» **ACTIVITY**
In the data below, find each line that contains the word "trimmed" and copy it.
- - - - -
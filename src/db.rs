use anyhow::{Context, Result};
use sqlx::sqlite::{SqliteConnectOptions, SqlitePool, SqlitePoolOptions};
use std::str::FromStr;

use crate::config::Config;

pub async fn connect(config: &Config) -> Result<SqlitePool> {
    let db_path = &config.db.path;

    // Ensure parent directory exists
    if let Some(parent) = db_path.parent() {
        if !parent.as_os_str().is_empty() {
            std::fs::create_dir_all(parent)
                .with_context(|| format!("Failed to create {}", parent.display()))?;
        }
    }

    let options = SqliteConnectOptions::from_str(&format!("sqlite:{}", db_path.display()))?
        .create_if_missing(true)
        .foreign_keys(true)
        .journal_mode(sqlx::sqlite::SqliteJournalMode::Wal);

    let pool = SqlitePoolOptions::new()
        .max_connections(5)
        .connect_with(options)
        .await
        .with_context(|| format!("Failed to open database {}", db_path.display()))?;

    Ok(pool)
}
//! HTML to text.
//!
//! Walks the parsed DOM in document order. Non-content elements are
//! skipped, inline whitespace is collapsed, and block-level elements are
//! separated by blank lines so paragraph structure survives into chunking.

use scraper::{ElementRef, Html, Node};

const SKIPPED: &[&str] = &["script", "style", "noscript", "template", "svg", "head", "iframe"];

const BLOCKS: &[&str] = &[
    "address", "article", "aside", "blockquote", "dd", "div", "dl", "dt", "figcaption", "figure",
    "footer", "form", "h1", "h2", "h3", "h4", "h5", "h6", "header", "hr", "li", "main", "nav",
    "ol", "p", "pre", "section", "table", "tbody", "thead", "tfoot", "tr", "ul",
];

pub fn html_to_text(html: &str) -> String {
    let document = Html::parse_document(html);
    let mut out = TextSink::default();
    walk(document.root_element(), &mut out, false);
    out.finish()
}

#[derive(Default)]
struct TextSink {
    buf: String,
    pending_space: bool,
}

impl TextSink {
    fn push_inline(&mut self, text: &str, preformatted: bool) {
        if preformatted {
            self.buf.push_str(text);
            self.pending_space = false;
            return;
        }
        if text.starts_with(char::is_whitespace) {
            self.pending_space = true;
        }
        for (i, word) in text.split_whitespace().enumerate() {
            if (i > 0 || self.pending_space) && !self.buf.is_empty() && !self.buf.ends_with(char::is_whitespace) {
                self.buf.push(' ');
            }
            self.buf.push_str(word);
            self.pending_space = false;
        }
        if text.ends_with(char::is_whitespace) {
            self.pending_space = true;
        }
    }

    fn break_block(&mut self) {
        let trimmed = self.buf.trim_end_matches([' ', '\t']).len();
        self.buf.truncate(trimmed);
        if !self.buf.is_empty() && !self.buf.ends_with("\n\n") {
            self.buf.push_str(if self.buf.ends_with('\n') { "\n" } else { "\n\n" });
        }
        self.pending_space = false;
    }

    fn line_break(&mut self) {
        self.buf.push('\n');
        self.pending_space = false;
    }

    fn finish(self) -> String {
        self.buf.trim().to_string()
    }
}

fn walk(element: ElementRef<'_>, out: &mut TextSink, preformatted: bool) {
    let tag = element.value().name();
    if SKIPPED.contains(&tag) {
        return;
    }
    let is_block = BLOCKS.contains(&tag);
    let preformatted = preformatted || tag == "pre";

    if is_block {
        out.break_block();
    }
    for child in element.children() {
        match child.value() {
            Node::Text(text) => out.push_inline(text, preformatted),
            Node::Element(el) => {
                if el.name() == "br" {
                    out.line_break();
                } else if matches!(el.name(), "td" | "th") {
                    if let Some(cell) = ElementRef::wrap(child) {
                        if !out.buf.is_empty() && !out.buf.ends_with(['\n', ' ']) {
                            out.buf.push_str(" | ");
                        }
                        walk(cell, out, preformatted);
                    }
                } else if let Some(child_el) = ElementRef::wrap(child) {
                    walk(child_el, out, preformatted);
                }
            }
            _ => {}
        }
    }
    if is_block {
        out.break_block();
    }
}

#[cfg(test)]
mod tests {
    use super::*;

    #[test]
    fn test_drops_script_style_and_head() {
        let html = "<html><head><title>T</title><style>p{}</style></head>\
                    <body><script>var x = 1;</script><p>Visible text.</p></body></html>";
        assert_eq!(html_to_text(html), "Visible text.");
    }

    #[test]
    fn test_blocks_become_paragraphs() {
        let html = "<h1>Title</h1><p>First   para\n with <b>bold</b> words.</p><div>Second</div>";
        assert_eq!(html_to_text(html), "Title\n\nFirst para with bold words.\n\nSecond");
    }

    #[test]
    fn test_line_breaks_and_lists() {
        let html = "<p>line one<br>line two</p><ul><li>a</li><li>b</li></ul>";
        assert_eq!(html_to_text(html), "line one\nline two\n\na\n\nb");
    }

    #[test]
    fn test_table_cells_joined() {
        let html = "<table><tr><th>Name</th><th>Qty</th></tr><tr><td>Apple</td><td>3</td></tr></table>";
        assert_eq!(html_to_text(html), "Name | Qty\n\nApple | 3");
    }

    #[test]
    fn test_entities_decoded() {
        assert_eq!(html_to_text("<p>Fish &amp; chips &lt;3</p>"), "Fish & chips <3");
    }
}
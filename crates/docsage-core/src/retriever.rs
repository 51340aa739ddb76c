//! In-memory vector index over chunk embeddings.
//!
//! Each document's chunks are held as one immutable [`DocumentBatch`]
//! behind an `Arc`. Indexing builds the batch off-lock and swaps it in under
//! a short write lock, so a concurrent search sees either the old batch or
//! the new one, never a mix. Searches clone the relevant `Arc`s under a read
//! lock and score outside it.

use std::cmp::Ordering;
use std::collections::HashMap;
use std::sync::{Arc, RwLock};

use crate::embedding::{cosine_similarity, EmbeddingVersion, QueryVector};
use crate::error::{PipelineError, PipelineResult};
use crate::models::{Chunk, SearchHit};

/// A chunk paired with its embedding vector.
#[derive(Debug, Clone)]
pub struct IndexedChunk {
    pub chunk: Chunk,
    pub vector: Vec<f32>,
}

/// All indexed chunks of one document, produced by one embedding method.
#[derive(Debug)]
pub struct DocumentBatch {
    pub version: EmbeddingVersion,
    pub entries: Vec<IndexedChunk>,
}

#[derive(Default)]
pub struct InMemoryIndex {
    docs: RwLock<HashMap<String, Arc<DocumentBatch>>>,
}

impl InMemoryIndex {
    pub fn new() -> Self {
        Self::default()
    }

    /// Replace the indexed chunks of `document_id`.
    ///
    /// An empty `entries` removes the document from the index. Every vector
    /// must have the same length and every chunk must belong to the document.
    pub fn index(
        &self,
        document_id: &str,
        version: EmbeddingVersion,
        mut entries: Vec<IndexedChunk>,
    ) -> PipelineResult<()> {
        if entries.is_empty() {
            self.remove(document_id);
            return Ok(());
        }
        let dims = entries[0].vector.len();
        for e in &entries {
            if e.chunk.document_id != document_id {
                return Err(PipelineError::InvalidInput(format!(
                    "chunk {} belongs to {}, not {}",
                    e.chunk.id, e.chunk.document_id, document_id
                )));
            }
            if e.vector.len() != dims {
                return Err(PipelineError::InvalidInput(format!(
                    "chunk {} has {} dimensions, batch has {}",
                    e.chunk.id,
                    e.vector.len(),
                    dims
                )));
            }
        }
        entries.sort_by_key(|e| e.chunk.ordinal);

        let count = entries.len();
        let batch = Arc::new(DocumentBatch { version, entries });
        self.docs
            .write()
            .unwrap_or_else(|e| e.into_inner())
            .insert(document_id.to_string(), batch);
        tracing::debug!(document_id, chunks = count, "indexed document");
        Ok(())
    }

    /// Drop a document from the index. Returns whether it was present.
    pub fn remove(&self, document_id: &str) -> bool {
        self.docs
            .write()
            .unwrap_or_else(|e| e.into_inner())
            .remove(document_id)
            .is_some()
    }

    /// Number of indexed chunks for one document, or for the whole corpus.
    pub fn chunk_count(&self, document_id: Option<&str>) -> usize {
        let docs = self.docs.read().unwrap_or_else(|e| e.into_inner());
        match document_id {
            Some(id) => docs.get(id).map(|b| b.entries.len()).unwrap_or(0),
            None => docs.values().map(|b| b.entries.len()).sum(),
        }
    }

    /// Return up to `k` chunks ranked by cosine similarity to `query`.
    ///
    /// With a `document_id` filter only that document is searched and a
    /// version mismatch is an error. Corpus-wide, documents indexed with a
    /// different embedding method are skipped; the search fails only when
    /// no document is comparable.
    ///
    /// Ties are broken by lower ordinal, then by document id.
    pub fn search(
        &self,
        query: &QueryVector,
        k: usize,
        document_id: Option<&str>,
    ) -> PipelineResult<Vec<SearchHit>> {
        let batches = self.snapshot(document_id)?;

        let mut comparable = Vec::with_capacity(batches.len());
        let mut first_mismatch = None;
        for (id, batch) in &batches {
            if batch.version == query.version {
                comparable.push(batch);
            } else if first_mismatch.is_none() {
                first_mismatch = Some((id.clone(), batch.version.clone()));
            }
        }
        if let Some((id, indexed)) = &first_mismatch {
            if document_id.is_some() || comparable.is_empty() {
                return Err(PipelineError::EmbeddingVersionMismatch {
                    document_id: id.clone(),
                    indexed: indexed.to_string(),
                    query: query.version.to_string(),
                });
            }
            tracing::warn!(
                document_id = %id,
                indexed = %indexed,
                query = %query.version,
                "skipping documents indexed with a different embedding version"
            );
        }

        let mut scored: Vec<(f32, &IndexedChunk)> = comparable
            .iter()
            .flat_map(|b| b.entries.iter())
            .map(|e| (cosine_similarity(&query.values, &e.vector), e))
            .collect();

        scored.sort_by(|(sa, a), (sb, b)| {
            sb.partial_cmp(sa)
                .unwrap_or(Ordering::Equal)
                .then_with(|| a.chunk.ordinal.cmp(&b.chunk.ordinal))
                .then_with(|| a.chunk.document_id.cmp(&b.chunk.document_id))
        });
        scored.truncate(k);

        Ok(scored
            .into_iter()
            .map(|(score, e)| SearchHit {
                chunk: e.chunk.clone(),
                score,
            })
            .collect())
    }

    /// Clone the batches in scope, failing when the scope has no chunks.
    fn snapshot(&self, document_id: Option<&str>) -> PipelineResult<Vec<(String, Arc<DocumentBatch>)>> {
        let docs = self.docs.read().unwrap_or_else(|e| e.into_inner());
        match document_id {
            Some(id) => match docs.get(id) {
                Some(b) if !b.entries.is_empty() => Ok(vec![(id.to_string(), Arc::clone(b))]),
                _ => Err(PipelineError::no_chunks_in_document(id)),
            },
            None => {
                let all: Vec<_> = docs
                    .iter()
                    .filter(|(_, b)| !b.entries.is_empty())
                    .map(|(id, b)| (id.clone(), Arc::clone(b)))
                    .collect();
                if all.is_empty() {
                    return Err(PipelineError::no_chunks_in_corpus());
                }
                Ok(all)
            }
        }
    }
}
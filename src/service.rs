//! Document service: the orchestration layer behind the CLI and HTTP server.
//!
//! [`DocumentService`] wires extraction, chunking, embedding, storage,
//! retrieval, summarization and answering together:
//!
//! ```text
//! bytes ─▶ Extractor ─▶ store.insert_document
//!                          │
//!                          ▼
//!                     chunk_text ─▶ embed_all ─▶ store.replace_chunks ─▶ index
//! ```
//!
//! Chunks and vectors are committed to storage before they are installed in
//! the in-memory index, so the index never holds anything the store lacks.

use std::collections::HashMap;
use std::sync::Arc;

use anyhow::Result;
use serde::Serialize;
use uuid::Uuid;

use docsage_core::answer::{truncate_at_word, Answerer, Passage};
use docsage_core::chunk::{chunk_text, ChunkParams};
use docsage_core::embedding::{embed_all, embed_query, EmbeddingProvider};
use docsage_core::generate::Generator;
use docsage_core::models::{
    AnswerMode, Chunk, Document, DocumentInfo, Evidence, IngestReport, QueryResult, SearchHit,
    SummaryOutcome,
};
use docsage_core::retriever::InMemoryIndex;
use docsage_core::store::{pair_vectors, DocumentStore};
use docsage_core::summarize::Summarizer;
use docsage_core::{PipelineError, PipelineResult};

use crate::config::Config;
use crate::embedding::create_provider;
use crate::extract::Extractor;
use crate::generate::create_generator;
use crate::sqlite_store::SqliteStore;
use crate::{db, migrate};

/// Answer text when a search ran but nothing cleared `retrieval.min_score`.
pub const NO_MATCH_ANSWER: &str = "No relevant information found in the documents.";

/// Characters of chunk text shown per evidence entry.
const EXCERPT_CHARS: usize = 300;

#[derive(Debug, Clone, Serialize)]
pub struct ReindexOutcome {
    pub document_id: String,
    pub chunk_count: usize,
}

/// What [`DocumentService::warm_up`] did with the persisted batches.
#[derive(Debug, Clone, Default, Serialize)]
pub struct WarmUpReport {
    pub installed: usize,
    pub reembedded: usize,
    pub skipped: usize,
}

pub struct DocumentService {
    store: Arc<dyn DocumentStore>,
    index: InMemoryIndex,
    embedder: Arc<dyn EmbeddingProvider>,
    extractor: Extractor,
    summarizer: Summarizer,
    answerer: Answerer,
    chunk_params: ChunkParams,
    top_k: usize,
    min_score: Option<f32>,
}

impl DocumentService {
    pub fn new(
        config: &Config,
        store: Arc<dyn DocumentStore>,
        embedder: Arc<dyn EmbeddingProvider>,
        generator: Option<Arc<dyn Generator>>,
    ) -> Result<Self> {
        let max_tokens = config.generation.max_tokens;
        Ok(Self {
            store,
            index: InMemoryIndex::new(),
            embedder,
            extractor: Extractor::new(&config.extraction, &config.ocr),
            summarizer: Summarizer::new(generator.clone(), config.summary.params(max_tokens)),
            answerer: Answerer::new(generator, config.answer.params(max_tokens)),
            chunk_params: config.chunking.params()?,
            top_k: config.retrieval.top_k,
            min_score: config.retrieval.min_score,
        })
    }

    /// Open the SQLite store, build the configured providers and load
    /// persisted vectors into the index.
    pub async fn open(config: &Config) -> Result<Self> {
        let pool = db::connect(config).await?;
        migrate::migrate(&pool).await?;
        let store: Arc<dyn DocumentStore> = Arc::new(SqliteStore::new(pool));
        let embedder = create_provider(&config.embedding)?;
        let generator = create_generator(&config.generation)?;

        let service = Self::new(config, store, embedder, generator)?;
        let report = service.warm_up().await?;
        tracing::info!(
            installed = report.installed,
            reembedded = report.reembedded,
            skipped = report.skipped,
            "index warmed up"
        );
        Ok(service)
    }

    /// Extract, persist, chunk, embed and index one upload.
    ///
    /// Extraction errors abort the ingest. An embedding failure does not: the
    /// document is kept (it can still be summarized) and the failure is
    /// reported in [`IngestReport::embedding_error`]. Any other failure after
    /// the document row is written removes the row again.
    pub async fn ingest(
        &self,
        bytes: Vec<u8>,
        filename: &str,
        declared_mime: Option<&str>,
    ) -> PipelineResult<IngestReport> {
        let filename = filename.trim();
        if filename.is_empty() {
            return Err(PipelineError::InvalidInput("filename is required".to_string()));
        }

        let extractor = self.extractor.clone();
        let name = filename.to_string();
        let mime = declared_mime.map(str::to_string);
        let extracted = tokio::task::spawn_blocking(move || {
            extractor.extract(&bytes, &name, mime.as_deref())
        })
        .await
        .map_err(|e| PipelineError::ExtractionFailed(format!("extraction worker failed: {}", e)))?
        .map_err(|e| {
            tracing::warn!(filename, error = %e, "extraction failed");
            e
        })?;

        let doc = Document {
            id: Uuid::new_v4().to_string(),
            filename: filename.to_string(),
            content_type: extracted.kind.mime().to_string(),
            text: extracted.text,
            created_at: chrono::Utc::now(),
            summary: None,
        };
        self.store.insert_document(&doc).await?;

        let chunks = chunk_text(&doc.id, &doc.text, &self.chunk_params);
        let (chunk_count, embedding_error) = match self.index_chunks(&doc.id, chunks).await {
            Ok(n) => (n, None),
            Err(e @ PipelineError::EmbeddingUnavailable(_)) => {
                tracing::warn!(document_id = %doc.id, error = %e, "document stored without embeddings");
                (0, Some(e.to_string()))
            }
            Err(e) => {
                tracing::warn!(document_id = %doc.id, error = %e, "indexing failed, removing document");
                if let Err(cleanup) = self.store.delete_document(&doc.id).await {
                    tracing::error!(document_id = %doc.id, error = %cleanup, "could not remove partially ingested document");
                }
                self.index.remove(&doc.id);
                return Err(e);
            }
        };

        tracing::info!(
            document_id = %doc.id,
            filename,
            kind = ?extracted.kind,
            chars = doc.text.chars().count(),
            chunks = chunk_count,
            "ingested document"
        );

        Ok(IngestReport {
            document_id: doc.id.clone(),
            filename: doc.filename.clone(),
            kind: extracted.kind,
            char_count: doc.text.chars().count(),
            text: doc.text,
            truncated: extracted.truncated,
            chunk_count,
            embedding_error,
        })
    }

    /// Embed `chunks`, commit them, then install them in the index.
    async fn index_chunks(&self, doc_id: &str, chunks: Vec<Chunk>) -> PipelineResult<usize> {
        let version = self.embedder.version();
        if chunks.is_empty() {
            self.store.replace_chunks(doc_id, &version, &[]).await?;
            self.index.remove(doc_id);
            return Ok(0);
        }

        let texts: Vec<String> = chunks.iter().map(|c| c.text.clone()).collect();
        let vectors = embed_all(self.embedder.as_ref(), &texts).await?;
        let entries = pair_vectors(chunks, vectors)?;
        let count = entries.len();

        self.store.replace_chunks(doc_id, &version, &entries).await?;
        self.index.index(doc_id, version, entries)?;
        Ok(count)
    }

    /// The cached summary, or a fresh one when none exists or `refresh` is set.
    pub async fn summarize(&self, document_id: &str, refresh: bool) -> PipelineResult<SummaryOutcome> {
        let doc = self.get(document_id).await?;
        if let (false, Some(summary)) = (refresh, doc.summary.as_ref()) {
            return Ok(SummaryOutcome {
                document_id: doc.id.clone(),
                filename: doc.filename.clone(),
                summary: summary.clone(),
                mode: None,
                cached: true,
            });
        }

        let summary = self.summarizer.summarize(&doc.text).await?;
        self.store.save_summary(&doc.id, &summary.text).await?;
        tracing::info!(document_id, mode = ?summary.mode, "summarized document");
        Ok(SummaryOutcome {
            document_id: doc.id,
            filename: doc.filename,
            summary: summary.text,
            mode: Some(summary.mode),
            cached: false,
        })
    }

    /// Answer a question over one document or the whole corpus.
    pub async fn query(&self, text: &str, document_id: Option<&str>) -> PipelineResult<QueryResult> {
        let text = text.trim();
        if text.is_empty() {
            return Err(PipelineError::InvalidInput("query is empty".to_string()));
        }

        let scoped = match document_id {
            Some(id) => Some(self.get(id).await?),
            None => None,
        };
        if self.index.chunk_count(document_id) == 0 {
            return Err(match document_id {
                Some(id) => PipelineError::no_chunks_in_document(id),
                None => PipelineError::no_chunks_in_corpus(),
            });
        }

        let query = embed_query(self.embedder.as_ref(), text).await?;
        let mut hits = self.index.search(&query, self.top_k, document_id)?;
        if let Some(min) = self.min_score {
            hits.retain(|h| h.score >= min);
        }

        if hits.is_empty() {
            tracing::info!(document_id = ?document_id, "query matched nothing above min_score");
            return Ok(QueryResult {
                answer: NO_MATCH_ANSWER.to_string(),
                mode: AnswerMode::NoMatch,
                document_id: scoped.as_ref().map(|d| d.id.clone()).unwrap_or_default(),
                filename: scoped.map(|d| d.filename).unwrap_or_default(),
                evidence: Vec::new(),
            });
        }

        let filenames = self.filenames_for(&hits).await?;
        let name_of = |id: &str| filenames.get(id).cloned().unwrap_or_default();

        let passages: Vec<Passage> = hits
            .iter()
            .map(|h| Passage {
                filename: name_of(&h.chunk.document_id),
                ordinal: h.chunk.ordinal,
                text: h.chunk.text.clone(),
            })
            .collect();
        let primary = hits[0].chunk.document_id.clone();
        let label = name_of(&primary);
        let answer = self.answerer.answer(text, &passages, &label).await?;

        let evidence = hits
            .iter()
            .map(|h| Evidence {
                chunk_id: h.chunk.id.clone(),
                document_id: h.chunk.document_id.clone(),
                filename: name_of(&h.chunk.document_id),
                ordinal: h.chunk.ordinal,
                score: h.score,
                excerpt: truncate_at_word(h.chunk.text.trim(), EXCERPT_CHARS),
            })
            .collect();

        tracing::info!(
            document_id = ?document_id,
            hits = hits.len(),
            mode = ?answer.mode,
            "answered query"
        );
        Ok(QueryResult {
            answer: answer.text,
            mode: answer.mode,
            document_id: primary,
            filename: label,
            evidence,
        })
    }

    async fn filenames_for(&self, hits: &[SearchHit]) -> PipelineResult<HashMap<String, String>> {
        let mut names = HashMap::new();
        for hit in hits {
            let id = &hit.chunk.document_id;
            if names.contains_key(id) {
                continue;
            }
            let filename = self
                .store
                .get_document(id)
                .await?
                .map(|d| d.filename)
                .unwrap_or_default();
            names.insert(id.clone(), filename);
        }
        Ok(names)
    }

    pub async fn list(&self) -> PipelineResult<Vec<DocumentInfo>> {
        self.store.list_documents().await
    }

    pub async fn get(&self, document_id: &str) -> PipelineResult<Document> {
        self.store
            .get_document(document_id)
            .await?
            .ok_or_else(|| PipelineError::DocumentNotFound(document_id.to_string()))
    }

    /// Remove a document from storage and from the index.
    pub async fn delete(&self, document_id: &str) -> PipelineResult<()> {
        let existed = self.store.delete_document(document_id).await?;
        self.index.remove(document_id);
        if !existed {
            return Err(PipelineError::DocumentNotFound(document_id.to_string()));
        }
        tracing::info!(document_id, "deleted document");
        Ok(())
    }

    /// Re-chunk and re-embed stored text with the current parameters and
    /// provider. Without an id, every document is reindexed.
    pub async fn reindex(&self, document_id: Option<&str>) -> PipelineResult<Vec<ReindexOutcome>> {
        let ids = match document_id {
            Some(id) => vec![self.get(id).await?.id],
            None => self
                .store
                .list_documents()
                .await?
                .into_iter()
                .map(|d| d.id)
                .collect(),
        };

        let mut out = Vec::with_capacity(ids.len());
        for id in ids {
            let text = self
                .store
                .get_document_text(&id)
                .await?
                .ok_or_else(|| PipelineError::DocumentNotFound(id.clone()))?;
            let chunks = chunk_text(&id, &text, &self.chunk_params);
            let chunk_count = self.index_chunks(&id, chunks).await?;
            tracing::info!(document_id = %id, chunks = chunk_count, "reindexed document");
            out.push(ReindexOutcome {
                document_id: id,
                chunk_count,
            });
        }
        Ok(out)
    }

    /// Load persisted vectors into the index.
    ///
    /// Batches tagged with the active provider's version are installed as is.
    /// Others are re-embedded from their stored chunk text, or skipped with a
    /// warning when the provider is unavailable.
    pub async fn warm_up(&self) -> PipelineResult<WarmUpReport> {
        let active = self.embedder.version();
        let mut report = WarmUpReport::default();

        for info in self.store.list_documents().await? {
            let Some(batch) = self.store.load_chunks(&info.id).await? else {
                continue;
            };
            if batch.version == active {
                self.index.index(&info.id, batch.version, batch.chunks)?;
                report.installed += 1;
                continue;
            }

            tracing::warn!(
                document_id = %info.id,
                stored = %batch.version,
                active = %active,
                "embedding version changed, re-embedding"
            );
            let chunks: Vec<Chunk> = batch.chunks.into_iter().map(|e| e.chunk).collect();
            match self.index_chunks(&info.id, chunks).await {
                Ok(_) => report.reembedded += 1,
                Err(e @ PipelineError::EmbeddingUnavailable(_)) => {
                    tracing::warn!(document_id = %info.id, error = %e, "cannot re-embed, document not searchable");
                    report.skipped += 1;
                }
                Err(e) => return Err(e),
            }
        }
        Ok(report)
    }

    /// Indexed chunk count across the corpus.
    pub fn indexed_chunks(&self) -> usize {
        self.index.chunk_count(None)
    }

    pub fn embedding_model(&self) -> &str {
        self.embedder.model_name()
    }
}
- - - - -
» **TASK RESULT**
        let trimmed = self.buf.trim_end_matches([' ', '\t']).len();
        self.buf.truncate(trimmed);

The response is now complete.